What with the advent of very highly specialized disciplinarity, when it comes to music, science and religion seem even further apart today than they were in the nineteenth century. The psychology of music treats transcendence and religious feeling with expected scientific objectivity. According to Alf Gabrielsson (2011, 193–227, passim), categories of transcendent experience include magical, supernatural, mysterious, and spiritual experiences; ecstasy and trance; cosmic experiences merging into something greater and dissolution into one ego; experiences of other worlds and realities. Music and religious experiences include visions of heaven, paradise, and eternity; spiritual peace, holy atmosphere, and Christian community; conveyance of a religious message and contact with divinity; and meeting the divine or God. Music Theology is as largely uninterested in hard science as music psychology is in theology. Maeve Heaney (2012, 58) comes closest perhaps, by revealing some of the scientific methodologies lurking beneath music theological constructions of an aesthetic nature, especially those linked to ethnomusicology such as social science, linguistics, cognitive structuralism, psychology, philosophy, and anthropology. Semiologist Jean Molino is useful to Heaney, for example, because his methods are scientific; as he says “every human science has a semiological dimension” (quoted in Heaney 2012, 76). Perhaps, lastly, the real division evidenced in this chapter is not between science and religion, but between science and theology. Perhaps theology is the disciplinary outlier when it comes to nineteenth-century musical culture because theology is “at its broadest thinking about questions raised by and about the religions” (Ford 1999, 3), whereas religion is the province of “historical an structural enquiries, such as sociology, phenomenology, etc.” (Smart, quoted in Wiebe 1999, 55).
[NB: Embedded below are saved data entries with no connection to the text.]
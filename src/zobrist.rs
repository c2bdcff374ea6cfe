//! Zobrist hashing of board positions

use anyhow::{bail, Result};
use rand::Rng;

use crate::board::{Board, Move, Player};

/// Random keys for every (cell, player) pair of a board of fixed dimensions
///
/// The hash of a position is the XOR of the keys of its occupied cells, so
/// placing a tile updates the hash in constant time.
#[derive(Clone, Debug)]
pub struct ZobristKeys {
    cols: usize,
    rows: usize,
    // one key per player for each cell, indexed like the board cells
    keys: Vec<[u64; 2]>,
}

impl ZobristKeys {
    pub fn new<R: Rng + ?Sized>(cols: usize, rows: usize, rng: &mut R) -> Self {
        let keys = (0..cols * rows).map(|_| [rng.gen(), rng.gen()]).collect();
        Self { cols, rows, keys }
    }

    pub fn cols(&self) -> usize {
        self.cols
    }

    pub fn rows(&self) -> usize {
        self.rows
    }

    /// The key of `player`'s tile on the given cell
    pub fn key(&self, column: usize, row: usize, player: Player) -> u64 {
        self.keys[column + self.cols * row][player.index()]
    }

    /// Hashes a whole board from scratch
    pub fn hash_board(&self, board: &Board) -> Result<u64> {
        if board.cols() != self.cols || board.rows() != self.rows {
            bail!(
                "Invalid position, board is {}x{} but the keys cover {}x{}",
                board.cols(),
                board.rows(),
                self.cols,
                self.rows
            );
        }
        let mut hash = 0;
        for column in 0..board.cols() {
            for row in 0..board.rows() {
                if let Some(player) = board.cell(column, row).and_then(|cell| cell.player()) {
                    hash = self.add_hash(hash, Move::new(column, row), player);
                }
            }
        }
        Ok(hash)
    }

    /// Toggles `player`'s tile on the cell of `placed` in `hash`
    pub fn add_hash(&self, hash: u64, placed: Move, player: Player) -> u64 {
        hash ^ self.key(placed.column, placed.row, player)
    }
}

#[cfg(test)]
mod tests {
    use super::*;
    use crate::{HEIGHT, WIDTH};
    use anyhow::Result;
    use rand::seq::SliceRandom;
    use rand::SeedableRng;
    use rand_chacha::ChaCha8Rng;

    #[test]
    fn incremental_hash_matches_full_hash() -> Result<()> {
        let mut rng = ChaCha8Rng::seed_from_u64(3);
        let keys = ZobristKeys::new(WIDTH, HEIGHT, &mut rng);
        let board = crate::board::board_from_moves(WIDTH, HEIGHT, Player::One, "4455123672")?;

        let mut tiles = Vec::new();
        for column in 0..WIDTH {
            for row in 0..HEIGHT {
                if let Some(player) = board.cell(column, row).and_then(|c| c.player()) {
                    tiles.push((Move::new(column, row), player));
                }
            }
        }
        assert_eq!(tiles.len(), 10);

        // XOR is order independent
        for _ in 0..8 {
            tiles.shuffle(&mut rng);
            let hash = tiles
                .iter()
                .fold(0, |hash, &(placed, player)| keys.add_hash(hash, placed, player));
            assert_eq!(hash, keys.hash_board(&board)?);
        }
        Ok(())
    }

    #[test]
    fn adding_twice_undoes_a_tile() {
        let mut rng = ChaCha8Rng::seed_from_u64(11);
        let keys = ZobristKeys::new(WIDTH, HEIGHT, &mut rng);
        let placed = Move::new(3, 0);
        let hash = keys.add_hash(0x1234, placed, Player::Two);
        assert_ne!(hash, 0x1234);
        assert_eq!(keys.add_hash(hash, placed, Player::Two), 0x1234);
        assert_ne!(
            keys.key(3, 0, Player::One),
            keys.key(3, 0, Player::Two)
        );
    }

    #[test]
    fn seeded_keys_are_reproducible() {
        let a = ZobristKeys::new(WIDTH, HEIGHT, &mut ChaCha8Rng::seed_from_u64(5));
        let b = ZobristKeys::new(WIDTH, HEIGHT, &mut ChaCha8Rng::seed_from_u64(5));
        let c = ZobristKeys::new(WIDTH, HEIGHT, &mut ChaCha8Rng::seed_from_u64(6));
        assert_eq!(a.key(6, 5, Player::One), b.key(6, 5, Player::One));
        assert_ne!(a.key(6, 5, Player::One), c.key(6, 5, Player::One));
    }

    #[test]
    fn boards_of_other_sizes_are_not_hashed() -> Result<()> {
        let keys = ZobristKeys::new(WIDTH, HEIGHT, &mut ChaCha8Rng::seed_from_u64(8));
        assert!(keys.hash_board(&Board::new(WIDTH + 1, HEIGHT + 1)?).is_err());
        assert!(keys.hash_board(&Board::new(WIDTH, HEIGHT - 1)?).is_err());
        assert_eq!(keys.hash_board(&Board::new(WIDTH, HEIGHT)?)?, 0);
        Ok(())
    }
}
use anyhow::{anyhow, bail, Result};
use crossterm::{
    cursor::MoveTo,
    style::{style, Attribute, Color, PrintStyledContent},
    QueueableCommand,
};

use std::io::{stdout, Write};

use crate::board::{Board, Cell, Move, Player};
use crate::notation;

#[derive(Copy, Clone, Eq, PartialEq, Debug)]
pub enum GameState {
    Playing,
    PlayerOneWin,
    PlayerTwoWin,
    Draw,
}

impl GameState {
    fn win(player: Player) -> Self {
        match player {
            Player::One => GameState::PlayerOneWin,
            Player::Two => GameState::PlayerTwoWin,
        }
    }

    pub fn winner(self) -> Option<Player> {
        match self {
            GameState::PlayerOneWin => Some(Player::One),
            GameState::PlayerTwoWin => Some(Player::Two),
            _ => None,
        }
    }

    pub fn is_over(self) -> bool {
        self != GameState::Playing
    }
}

/// A game in progress, tracking turns and the result
#[derive(Clone, Debug)]
pub struct Game {
    board: Board,
    current: Player,
    last_move: Option<Move>,
    pub state: GameState,
    // cells of the completed line once the game is won
    line: Vec<Move>,
    /// The one-indexed columns played so far
    pub game: Vec<usize>,
}

impl Game {
    pub fn new(cols: usize, rows: usize, first: Player) -> Result<Self> {
        Ok(Self::from_board(Board::new(cols, rows)?, first))
    }

    /// Resumes a game from a position in text notation
    pub fn from_notation(position: &str) -> Result<Self> {
        let (board, current) = notation::parse(position)?;
        Ok(Self::from_board(board, current))
    }

    fn from_board(board: Board, current: Player) -> Self {
        let mut line = Vec::new();
        let mut state = if board.is_draw() {
            GameState::Draw
        } else {
            GameState::Playing
        };
        'scan: for column in 0..board.cols() {
            for row in 0..board.rows() {
                if let Some(found) = board.winning_line(Move::new(column, row)) {
                    if let Some(player) = board.cell(column, row).and_then(|cell| cell.player()) {
                        state = GameState::win(player);
                    }
                    line = found;
                    break 'scan;
                }
            }
        }
        Self {
            board,
            current,
            last_move: None,
            state,
            line,
            game: Vec::new(),
        }
    }

    pub fn to_notation(&self) -> String {
        notation::format(&self.board, self.current)
    }

    pub fn board(&self) -> &Board {
        &self.board
    }

    /// The player to move next
    pub fn current(&self) -> Player {
        self.current
    }

    pub fn last_move(&self) -> Option<Move> {
        self.last_move
    }

    /// The cells of the completed line, empty unless the game is won
    pub fn winning_line(&self) -> &[Move] {
        &self.line
    }

    pub fn play_checked(&mut self, column_one_indexed: usize) -> Result<GameState> {
        if self.state.is_over() {
            bail!("Invalid move, the game is already over");
        }
        let cols = self.board.cols();
        if column_one_indexed < 1 || column_one_indexed > cols {
            return Err(anyhow!(
                "Invalid move, column {} out of range. Columns must be between 1 and {}",
                column_one_indexed,
                cols
            ));
        }
        let played = self
            .board
            .play(column_one_indexed - 1, self.current)
            .ok_or_else(|| anyhow!("Invalid move, column {} full", column_one_indexed))?;

        if let Some(line) = self.board.winning_line(played) {
            self.state = GameState::win(self.current);
            self.line = line;
        } else if self.board.is_draw() {
            self.state = GameState::Draw;
        }
        self.last_move = Some(played);
        self.current = self.current.other();
        self.game.push(column_one_indexed);

        Ok(self.state)
    }

    /// Draws the board to the terminal, highlighting a winning line
    pub fn display(&self) -> Result<()> {
        let mut stdout = stdout();
        let (cols, rows) = (self.board.cols(), self.board.rows());

        let header: String = (1..=cols).map(|x| (x % 10).to_string()).collect();
        stdout.queue(PrintStyledContent(style(header + "\n")))?;
        for _ in 0..rows {
            stdout.queue(PrintStyledContent(style("\n")))?;
        }
        stdout.flush()?;

        let (origin_x, origin_y) = crossterm::cursor::position()?;

        for row in 0..rows {
            for column in 0..cols {
                let (pos_x, pos_y) = (origin_x.saturating_add(column as u16), screen_row(origin_y, row));
                let cell = self.board.cell(column, row).unwrap_or_default();
                let background = if self.line.contains(&Move::new(column, row)) {
                    Color::DarkGreen
                } else {
                    Color::DarkBlue
                };

                stdout.queue(MoveTo(pos_x, pos_y))?.queue(PrintStyledContent(
                    style("O")
                        .attribute(Attribute::Bold)
                        .on(background)
                        .with(match cell {
                            Cell::PlayerOne => Color::Red,
                            Cell::PlayerTwo => Color::Yellow,
                            Cell::Empty => background,
                        }),
                ))?;
            }
        }
        stdout
            .queue(MoveTo(origin_x, origin_y))?
            .queue(PrintStyledContent(style("\n")))?;
        stdout.flush()?;
        Ok(())
    }
}

// terminal line of a board row drawn above `origin_y`, pinned to the top line on short terminals
fn screen_row(origin_y: u16, row: usize) -> u16 {
    let above = u16::try_from(row + 1).unwrap_or(u16::MAX);
    origin_y.saturating_sub(above)
}
//! Scoring of terminal and frontier positions

use anyhow::{anyhow, Result};
use byteorder::{BigEndian, ReadBytesExt, WriteBytesExt};
use rand::Rng;
use rand_distr::{Distribution, Normal};

use std::io::{Read, Write};

use crate::board::{Board, Player, DIRECTIONS};
use crate::CONNECT;

/// A position score in fixed point, 1 unit = 10^-7
pub type Score = i64;

/// Number of score units per whole point
pub const SCORE_SCALE: Score = 10_000_000;

/// The score of a win found with no search depth remaining
pub const WIN_SCORE: Score = 10_000 * SCORE_SCALE;

/// Larger than any reachable score
pub const INFINITY: Score = Score::MAX / 2;

/// Standard deviation of the noise added by [`Weights::mutate`]
const MUTATION_SD: f64 = 0.2;

/// Scaling applied to lines of four held by a single player
#[derive(Copy, Clone, PartialEq, Debug)]
pub struct Weights {
    /// Reward for lines only the evaluated player has tiles in
    pub own: f64,
    /// Penalty for lines only the opponent has tiles in
    pub opponent: f64,
}

impl Default for Weights {
    fn default() -> Self {
        // threats against us are valued slightly above our own chances
        Self {
            own: 1.0,
            opponent: 1.1,
        }
    }
}

impl Weights {
    pub fn new(own: f64, opponent: f64) -> Self {
        Self { own, opponent }
    }

    /// Adds gaussian noise to every weight
    pub fn mutate<R: Rng + ?Sized>(&mut self, rng: &mut R) -> Result<()> {
        let noise = Normal::new(0.0, MUTATION_SD)?;
        self.own += noise.sample(rng);
        self.opponent += noise.sample(rng);
        Ok(())
    }

    pub fn write_to<W: Write>(&self, mut writer: W) -> Result<()> {
        writer.write_f64::<BigEndian>(self.own)?;
        writer.write_f64::<BigEndian>(self.opponent)?;
        Ok(())
    }

    pub fn read_from<R: Read>(mut reader: R) -> Result<Self> {
        let own = reader.read_f64::<BigEndian>()?;
        let opponent = reader.read_f64::<BigEndian>()?;
        if !own.is_finite() || !opponent.is_finite() {
            return Err(anyhow!("invalid weights: {}, {}", own, opponent));
        }
        Ok(Self { own, opponent })
    }
}

/// Scores a finished game won by `winner` for `me`
///
/// Wins found with more search depth remaining are closer to the root and score higher
pub fn terminal_score(winner: Player, me: Player, depth_remaining: usize) -> Score {
    let score = WIN_SCORE * (depth_remaining as Score + 1);
    if winner == me {
        score
    } else {
        -score
    }
}

/// Whether a score comes from a forced win or loss rather than the heuristic
pub fn is_proven(score: Score) -> bool {
    score != 0 && score % WIN_SCORE == 0
}

/// Converts a score to points for display
pub fn to_points(score: Score) -> f64 {
    score as f64 / SCORE_SCALE as f64
}

/// Heuristic score of a non-terminal position from the point of view of `me`
///
/// Every window of four cells in a line is visited once. A window holding `n`
/// tiles of a single player scores `n^2`, scaled by the weight of that player.
/// Windows shared by both players, or empty ones, are worth nothing. The
/// result is rounded to the score resolution so equal positions compare equal.
pub fn evaluate(board: &Board, me: Player, weights: &Weights) -> Score {
    let (own, opponent) = (Some(me), Some(me.other()));
    let reach = CONNECT as isize - 1;
    let mut own_sum: i64 = 0;
    let mut opponent_sum: i64 = 0;

    for &(dc, dr) in DIRECTIONS.iter() {
        for column in 0..board.cols() as isize {
            for row in 0..board.rows() as isize {
                let (end_column, end_row) = (column + reach * dc, row + reach * dr);
                if end_column < 0
                    || end_column >= board.cols() as isize
                    || end_row < 0
                    || end_row >= board.rows() as isize
                {
                    continue;
                }

                let (mut mine, mut theirs) = (0i64, 0i64);
                for i in 0..CONNECT as isize {
                    let cell = board.cell((column + i * dc) as usize, (row + i * dr) as usize);
                    let holder = cell.and_then(|cell| cell.player());
                    if holder == own {
                        mine += 1;
                    } else if holder == opponent {
                        theirs += 1;
                    }
                }

                match (mine, theirs) {
                    (0, 0) => {}
                    (n, 0) => own_sum += n * n,
                    (0, n) => opponent_sum += n * n,
                    _ => {}
                }
            }
        }
    }

    let points = weights.own * own_sum as f64 - weights.opponent * opponent_sum as f64;
    (points * SCORE_SCALE as f64).round() as Score
}

#[cfg(test)]
mod tests {
    use super::*;
    use crate::board::board_from_moves;
    use crate::{HEIGHT, WIDTH};

    #[test]
    fn empty_board_is_even() -> Result<()> {
        let board = Board::new(WIDTH, HEIGHT)?;
        assert_eq!(evaluate(&board, Player::One, &Weights::default()), 0);
        assert_eq!(evaluate(&board, Player::Two, &Weights::default()), 0);
        Ok(())
    }

    #[test]
    fn single_tile_counts_its_windows() -> Result<()> {
        // a tile in the bottom corner sits in one horizontal, one vertical and one diagonal window
        let board = board_from_moves(WIDTH, HEIGHT, Player::One, "1")?;
        let weights = Weights::default();
        assert_eq!(evaluate(&board, Player::One, &weights), 3 * SCORE_SCALE);
        // the same windows seen by the opponent are penalised with their weight
        assert_eq!(evaluate(&board, Player::Two, &weights), -33 * SCORE_SCALE / 10);
        Ok(())
    }

    #[test]
    fn shared_windows_are_neutral() -> Result<()> {
        let board = board_from_moves(4, 1, Player::One, "12")?;
        let weights = Weights::new(1.0, 1.0);
        assert_eq!(evaluate(&board, Player::One, &weights), 0);
        Ok(())
    }

    #[test]
    fn terminal_scores_prefer_faster_results() {
        let me = Player::One;
        for depth in 0..10 {
            let sooner = terminal_score(me, me, depth + 1);
            let later = terminal_score(me, me, depth);
            assert!(sooner > later && later > 0);

            let sooner_loss = terminal_score(me.other(), me, depth + 1);
            let later_loss = terminal_score(me.other(), me, depth);
            assert!(sooner_loss < later_loss && later_loss < 0);

            assert!(is_proven(later) && is_proven(later_loss));
        }
        assert!(!is_proven(0));
        assert!(!is_proven(3 * SCORE_SCALE));
    }

    #[test]
    fn weights_survive_a_file_round_trip() -> Result<()> {
        let weights = Weights::new(0.75, 1.3);
        let mut bytes = Vec::new();
        weights.write_to(&mut bytes)?;
        assert_eq!(bytes.len(), 16);
        assert_eq!(Weights::read_from(&bytes[..])?, weights);
        assert!(Weights::read_from(&bytes[..8]).is_err());
        Ok(())
    }

    #[test]
    fn mutation_moves_weights() -> Result<()> {
        use rand::SeedableRng;
        let mut rng = rand_chacha::ChaCha8Rng::seed_from_u64(1);
        let mut weights = Weights::default();
        weights.mutate(&mut rng)?;
        assert_ne!(weights, Weights::default());
        assert!((weights.own - 1.0).abs() < 2.0);
        Ok(())
    }
}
In the nineteenth century, this division was arguably less pronounced—though in many ways no less strongly felt—in the nascent discipline of musicology, born as it was of scientific and religious parents.3 As this chapter has aimed to prove, science and religion may have constructed nineteenth-century British musical identities, but equally music affected the construction of disciplines in a crucial, formative stage of transition—not only in the mind, body and soul of music but also in the body, mind, and soul of the creation myths used to describe its intellectual culture.